A glitch linking new software needed to administer the jabs with existing IT systems is causing chaos in some practices, according to the British Medical Association (BMA).

Nearly a month after the problem was first flagged to bosses, GPs are still struggling to access key information, such as patients’ eligibility criteria, the doctors’ organisation said.

It follows videos emerging online showing scores of elderly patients queuing outside a GP vaccination centre in Forest Hill, south-east London, many of whom were not socially distanced.

The problems place a question mark over the achievability of ministers’ plans to significantly ramp up the number of vaccines delivered by local GPs.

Dr Richard Vautrey, who chairs the BMA’s GP committee, said the Pinnacle software – normally used by pharmacists – was running “unbelievably slowly”, and failing to link properly to the existing Emis and System 1 programmes, through which GPs access patient information.

“We find we’re trying to upload important information and that we can’t, or the system crashes altogether,” he said.

“It’s unacceptable.

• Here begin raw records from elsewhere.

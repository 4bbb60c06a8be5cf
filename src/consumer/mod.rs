// Consumer pipeline modules
pub mod processor; // メッセージ処理パイプライン
pub mod watcher; // フィード監視ループ

pub use processor::{
    DefaultMessageProcessor, MessageProcessorConfig, ProcessOutcome, ProcessingError,
};
pub use watcher::{
    global_feed_service, FeedEvent, FeedService, FeedWatcherService, ServiceState, WatcherConfig,
};
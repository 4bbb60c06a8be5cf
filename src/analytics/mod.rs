pub mod sentiment_tracker;

pub use sentiment_tracker::*;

When trying to get through as many patients as possible you can’t afford to waste a minute, you can’t afford for the entire system to be a hindrance.”

Dr Vautrey said that when the system crashes, or runs too slowly to be serviceable, it means staff are forced to migrate the information manually, having taken handwritten notes.

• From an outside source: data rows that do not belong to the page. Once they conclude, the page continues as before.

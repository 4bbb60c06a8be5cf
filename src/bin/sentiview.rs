use clap::Parser;
use dioxus::prelude::*;
use parking_lot::Mutex;
use sentiview::gui::{components::MainWindow, config_manager, hooks, utils};

/// ウィンドウ設定の保存用
static LAST_WINDOW_CONFIG: Mutex<Option<config_manager::WindowConfig>> = Mutex::new(None);

/// コマンドライン引数
///
/// フィードパスとポーリング間隔は設定ファイルより優先される。
#[derive(Parser, Debug)]
#[command(
    name = "sentiview",
    version,
    about = "Live average sentiment by category, tailed from an NDJSON feed"
)]
struct Cli {
    /// 監視するNDJSONフィードファイル
    #[arg(long)]
    feed: Option<std::path::PathBuf>,

    /// ポーリング間隔（ミリ秒）
    #[arg(long)]
    interval_ms: Option<u64>,
}

/// sentiview GUIアプリケーション
fn app() -> Element {
    let window = dioxus::desktop::use_window();

    // ウィンドウ状態を定期的に更新（軽量な監視）
    use_effect({
        let window = window.clone();
        move || {
            let window = window.clone();
            spawn(async move {
                let mut interval = tokio::time::interval(tokio::time::Duration::from_secs(1));
                loop {
                    interval.tick().await;

                    // ウィンドウの現在状態を取得
                    let current_size = window.inner_size();
                    let current_position = window.outer_position().unwrap_or_default();
                    let is_maximized = window.is_maximized();

                    let window_config = config_manager::WindowConfig {
                        width: current_size.width,
                        height: current_size.height,
                        x: current_position.x,
                        y: current_position.y,
                        maximized: is_maximized,
                    };

                    // 最新の状態をグローバルに保存
                    *LAST_WINDOW_CONFIG.lock() = Some(window_config);
                }
            });
        }
    });

    rsx! {
        div {
            class: "app",
            style: "
                height: 100vh;
                margin: 0;
                padding: 0;
                overflow: auto;
                background: #f0f2f5;
                font-family: 'Segoe UI', Tahoma, Geneva, Verdana, sans-serif;
            ",

            MainWindow {}
        }
    }
}

fn main() -> anyhow::Result<()> {
    let cli = Cli::parse();

    // 設定読み込み（ログ設定が含まれるためロガー初期化より先）
    let config_manager = config_manager::ConfigManager::new()?;
    let mut config = config_manager
        .load_config()
        .unwrap_or_else(|_| config_manager::AppConfig::default());

    // CLIオーバーライド
    if let Some(feed) = cli.feed {
        config.feed_file = feed.to_string_lossy().into_owned();
    }
    if let Some(interval_ms) = cli.interval_ms {
        config.poll_interval_ms = interval_ms;
    }

    // 強化されたログ初期化（ガードはプロセス終了まで保持する）
    let _log_guard = utils::init_logging(&config.log)?;

    tracing::info!("🎬 Starting sentiview - Live Sentiment Chart");
    tracing::info!(
        "⚙️ 設定ファイル: {}",
        config_manager.get_config_file_path().display()
    );

    if !utils::validate_feed_path(&config.feed_file) {
        anyhow::bail!("invalid feed path: {:?}", config.feed_file);
    }

    tracing::info!(
        "👀 Watching file {} for new messages (interval {}ms)",
        config.feed_file,
        config.poll_interval_ms
    );

    // GUI側のフックが拾えるように監視設定を登録
    hooks::set_launch_config(config.watcher_config());

    tracing::info!(
        "🪟 ウィンドウ設定: {}x{} at ({}, {}), 最大化: {}",
        config.window.width,
        config.window.height,
        config.window.x,
        config.window.y,
        config.window.maximized
    );

    // Ctrl+Cシグナルハンドラー
    ctrlc::set_handler(move || {
        tracing::info!("🛑 Consumer interrupted by user");
        save_window_config_on_exit();
        std::process::exit(0);
    })?;

    // LaunchBuilderを使用してウィンドウ設定を適用
    let mut launch_builder = dioxus::LaunchBuilder::desktop();

    launch_builder = launch_builder.with_cfg(
        dioxus::desktop::Config::new().with_window(
            dioxus::desktop::tao::window::WindowBuilder::new()
                .with_title("sentiview - Real-Time Average Sentiment by Category")
                .with_inner_size(dioxus::desktop::tao::dpi::LogicalSize::new(
                    config.window.width as f64,
                    config.window.height as f64,
                ))
                .with_position(dioxus::desktop::tao::dpi::LogicalPosition::new(
                    config.window.x as f64,
                    config.window.y as f64,
                ))
                .with_maximized(config.window.maximized)
                .with_resizable(true),
        ),
    );

    // Dioxusアプリケーションを起動
    launch_builder.launch(app);

    // 正常終了時の設定保存
    save_window_config_on_exit();

    tracing::info!("👋 sentiview shutting down");
    Ok(())
}

/// 終了時にウィンドウ設定を保存
fn save_window_config_on_exit() {
    let last_config = LAST_WINDOW_CONFIG.lock().clone();
    if let Some(window_config) = last_config {
        if let Ok(config_manager) = config_manager::ConfigManager::new() {
            // 既存の設定を読み込み、ウィンドウ設定のみ更新
            if let Ok(mut config) = config_manager.load_config() {
                config.window = window_config;

                if let Err(e) = config_manager.save_config(&config) {
                    tracing::error!("設定保存エラー: {}", e);
                } else {
                    tracing::info!(
                        "💾 ウィンドウ設定を保存しました: {}x{} at ({}, {})",
                        config.window.width,
                        config.window.height,
                        config.window.x,
                        config.window.y
                    );
                }
            }
        }
    }
}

The Government is aiming to offer inoculations to almost 14 million vulnerable people in the UK by mid-February. On Sunday the Health Secretary Matt Hancock said the Government was on course to reach its target, running at more than 200,000 people being vaccinated in England every day, and having already vaccinated around one third of the over-80s in the country.

However, Dr Vautrey said many GP vaccination centres are currently receiving so few doses that many have been unable to book patients in the coming days.

“At the moment the main limiting factor is the availability of the vaccine,” he said.

“Even next week it’s quite limited in numbers, and we’re not getting confirmation in a realistic way that we can book patients in.”

He called on health officials not to divert doses away from GP vaccination hubs to the regional centres on the basis that this would discriminate against the more elderly patients, who find it difficult to travel.

The NHS has said that people invited to receive a dose at the larger centres would still have the option of getting a jab more locally if they prefer.

It came as other senior doctors pointed out the challenges posed by GP staffing shortages on getting the vaccine rolled out.

Dr Martin Marshal, chairman of the Royal College of GPs, said that even without staff sickness absences there would not be sufficient numbers in local surgeries to reach ministers’ targets of two million vaccinations a week.

“There are enough right now to deliver the limited supplies that we’ve got,” he told The Observer.

“But we certainly haven’t got enough staff to deliver a much larger programme in two or three weeks’ time, while at the same time continuing to deliver the flu vaccination programme and delivering normal business in general practice as well.”

His comments came amid reports that some at surgeries in Kent – where the new, more infectious variant of virus took hold – as many as half the staff members are absent.

Meanwhile it has emerged that doctors and nurses have been phoning family and friends to prevent coronavirus jabs going to waste, after scores of people booked in for vaccinations at a hospital failed to turn up.

Staff in Middlesex said on a single night 45 people due to attend a vaccination clinic had not made their appointment.

One nurse said: "It’s happening all over London."